• _WHAT TO DO_
For this exercise, copy each line of the records that contains the word "nginx".

DATASET EXTRACT below:

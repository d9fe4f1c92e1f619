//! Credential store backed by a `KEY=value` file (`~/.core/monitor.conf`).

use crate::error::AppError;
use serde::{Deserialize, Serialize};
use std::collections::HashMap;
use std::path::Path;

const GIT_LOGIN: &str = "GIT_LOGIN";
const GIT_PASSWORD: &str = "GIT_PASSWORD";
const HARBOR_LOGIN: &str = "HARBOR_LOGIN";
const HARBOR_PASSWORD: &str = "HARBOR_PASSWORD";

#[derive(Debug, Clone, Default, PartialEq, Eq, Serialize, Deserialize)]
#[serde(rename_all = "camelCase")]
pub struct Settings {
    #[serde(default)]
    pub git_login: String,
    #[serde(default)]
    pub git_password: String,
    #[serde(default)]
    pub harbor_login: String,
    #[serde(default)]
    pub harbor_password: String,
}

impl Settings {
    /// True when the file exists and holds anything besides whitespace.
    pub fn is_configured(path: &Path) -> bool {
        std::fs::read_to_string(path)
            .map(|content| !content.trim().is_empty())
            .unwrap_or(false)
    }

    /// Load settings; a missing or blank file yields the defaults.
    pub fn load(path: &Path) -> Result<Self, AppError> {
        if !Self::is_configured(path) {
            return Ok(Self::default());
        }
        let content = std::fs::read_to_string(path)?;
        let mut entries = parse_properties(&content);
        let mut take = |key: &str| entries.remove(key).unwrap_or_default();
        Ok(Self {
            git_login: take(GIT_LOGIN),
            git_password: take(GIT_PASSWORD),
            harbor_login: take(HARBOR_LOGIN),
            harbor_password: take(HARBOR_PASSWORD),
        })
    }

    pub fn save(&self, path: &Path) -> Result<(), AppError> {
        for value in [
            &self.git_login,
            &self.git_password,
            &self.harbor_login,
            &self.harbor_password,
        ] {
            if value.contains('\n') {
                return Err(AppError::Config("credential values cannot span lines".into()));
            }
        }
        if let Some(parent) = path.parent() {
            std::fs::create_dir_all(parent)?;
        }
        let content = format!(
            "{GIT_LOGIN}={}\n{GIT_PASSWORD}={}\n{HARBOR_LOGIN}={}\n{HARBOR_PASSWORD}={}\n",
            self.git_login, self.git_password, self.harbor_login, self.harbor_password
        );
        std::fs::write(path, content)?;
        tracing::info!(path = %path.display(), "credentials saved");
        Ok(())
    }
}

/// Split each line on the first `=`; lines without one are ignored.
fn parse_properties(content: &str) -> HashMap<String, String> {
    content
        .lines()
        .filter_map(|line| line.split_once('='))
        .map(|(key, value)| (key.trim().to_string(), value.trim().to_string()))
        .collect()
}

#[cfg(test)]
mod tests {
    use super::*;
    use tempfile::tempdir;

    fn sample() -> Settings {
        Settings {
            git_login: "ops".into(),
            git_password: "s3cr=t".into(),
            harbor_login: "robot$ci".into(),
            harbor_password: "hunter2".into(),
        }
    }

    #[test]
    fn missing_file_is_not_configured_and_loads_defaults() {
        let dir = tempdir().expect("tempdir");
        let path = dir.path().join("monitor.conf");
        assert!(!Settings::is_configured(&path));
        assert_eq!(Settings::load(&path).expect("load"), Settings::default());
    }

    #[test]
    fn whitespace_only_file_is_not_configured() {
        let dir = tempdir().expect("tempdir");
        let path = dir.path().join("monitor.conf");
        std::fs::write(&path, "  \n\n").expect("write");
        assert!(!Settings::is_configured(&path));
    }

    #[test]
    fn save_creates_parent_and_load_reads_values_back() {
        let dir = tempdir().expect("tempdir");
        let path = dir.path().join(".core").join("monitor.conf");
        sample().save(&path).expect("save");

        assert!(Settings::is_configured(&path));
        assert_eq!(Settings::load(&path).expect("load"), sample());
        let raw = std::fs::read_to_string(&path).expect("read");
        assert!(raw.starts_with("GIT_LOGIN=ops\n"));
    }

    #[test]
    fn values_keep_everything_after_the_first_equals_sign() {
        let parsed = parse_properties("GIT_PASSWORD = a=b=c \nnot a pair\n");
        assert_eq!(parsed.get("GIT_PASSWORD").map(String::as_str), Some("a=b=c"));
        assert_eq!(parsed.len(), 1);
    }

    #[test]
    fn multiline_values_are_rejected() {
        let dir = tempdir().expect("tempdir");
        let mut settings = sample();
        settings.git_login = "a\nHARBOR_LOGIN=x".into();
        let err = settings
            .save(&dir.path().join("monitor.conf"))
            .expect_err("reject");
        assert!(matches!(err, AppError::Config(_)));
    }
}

End of DATASET EXTRACT.
DATASET EXTRACT below:

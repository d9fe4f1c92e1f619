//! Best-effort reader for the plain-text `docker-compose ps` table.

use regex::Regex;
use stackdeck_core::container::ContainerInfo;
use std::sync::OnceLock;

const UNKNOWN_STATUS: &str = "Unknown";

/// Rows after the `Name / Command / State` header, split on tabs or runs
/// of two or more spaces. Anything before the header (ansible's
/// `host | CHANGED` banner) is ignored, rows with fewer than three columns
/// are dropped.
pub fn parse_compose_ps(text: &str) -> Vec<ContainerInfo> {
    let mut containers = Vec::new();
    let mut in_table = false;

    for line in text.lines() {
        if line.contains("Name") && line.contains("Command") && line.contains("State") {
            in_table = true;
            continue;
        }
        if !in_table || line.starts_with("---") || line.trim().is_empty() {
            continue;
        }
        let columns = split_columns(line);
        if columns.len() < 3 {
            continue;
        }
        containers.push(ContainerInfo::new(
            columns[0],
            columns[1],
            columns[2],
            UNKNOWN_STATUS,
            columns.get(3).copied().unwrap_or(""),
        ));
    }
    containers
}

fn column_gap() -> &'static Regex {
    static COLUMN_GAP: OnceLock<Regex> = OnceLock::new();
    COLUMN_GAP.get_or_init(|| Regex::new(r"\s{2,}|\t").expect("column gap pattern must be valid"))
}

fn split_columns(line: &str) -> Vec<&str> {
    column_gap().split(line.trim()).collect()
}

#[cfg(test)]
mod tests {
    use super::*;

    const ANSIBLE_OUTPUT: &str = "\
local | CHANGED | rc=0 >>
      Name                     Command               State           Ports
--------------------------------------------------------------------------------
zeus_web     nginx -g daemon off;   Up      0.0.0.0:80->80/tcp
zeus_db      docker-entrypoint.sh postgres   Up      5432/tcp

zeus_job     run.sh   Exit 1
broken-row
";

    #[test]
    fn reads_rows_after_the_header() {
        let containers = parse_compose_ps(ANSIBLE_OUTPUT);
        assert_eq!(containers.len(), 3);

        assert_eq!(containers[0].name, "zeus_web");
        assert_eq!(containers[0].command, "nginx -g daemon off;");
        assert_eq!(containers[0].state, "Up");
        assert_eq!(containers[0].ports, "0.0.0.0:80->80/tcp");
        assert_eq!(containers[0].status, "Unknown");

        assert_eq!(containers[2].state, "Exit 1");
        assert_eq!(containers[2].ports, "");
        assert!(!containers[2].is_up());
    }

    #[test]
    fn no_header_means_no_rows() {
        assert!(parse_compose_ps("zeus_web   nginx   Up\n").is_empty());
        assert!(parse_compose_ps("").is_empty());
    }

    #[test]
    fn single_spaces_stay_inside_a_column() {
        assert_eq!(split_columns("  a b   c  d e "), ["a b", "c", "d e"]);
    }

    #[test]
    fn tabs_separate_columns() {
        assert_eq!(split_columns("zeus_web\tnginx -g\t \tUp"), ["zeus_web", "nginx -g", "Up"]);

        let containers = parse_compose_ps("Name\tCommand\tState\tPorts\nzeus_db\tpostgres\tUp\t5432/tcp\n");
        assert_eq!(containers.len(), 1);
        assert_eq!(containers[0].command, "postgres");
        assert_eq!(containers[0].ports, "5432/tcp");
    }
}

End of DATASET EXTRACT.

• _SOLUTION TO THIS PROBLEM_
zeus_web     nginx -g daemon off;   Up      0.0.0.0:80->80/tcp
        assert_eq!(containers[0].command, "nginx -g daemon off;");
        assert!(parse_compose_ps("zeus_web   nginx   Up\n").is_empty());
        assert_eq!(split_columns("zeus_web\tnginx -g\t \tUp"), ["zeus_web", "nginx -g", "Up"]);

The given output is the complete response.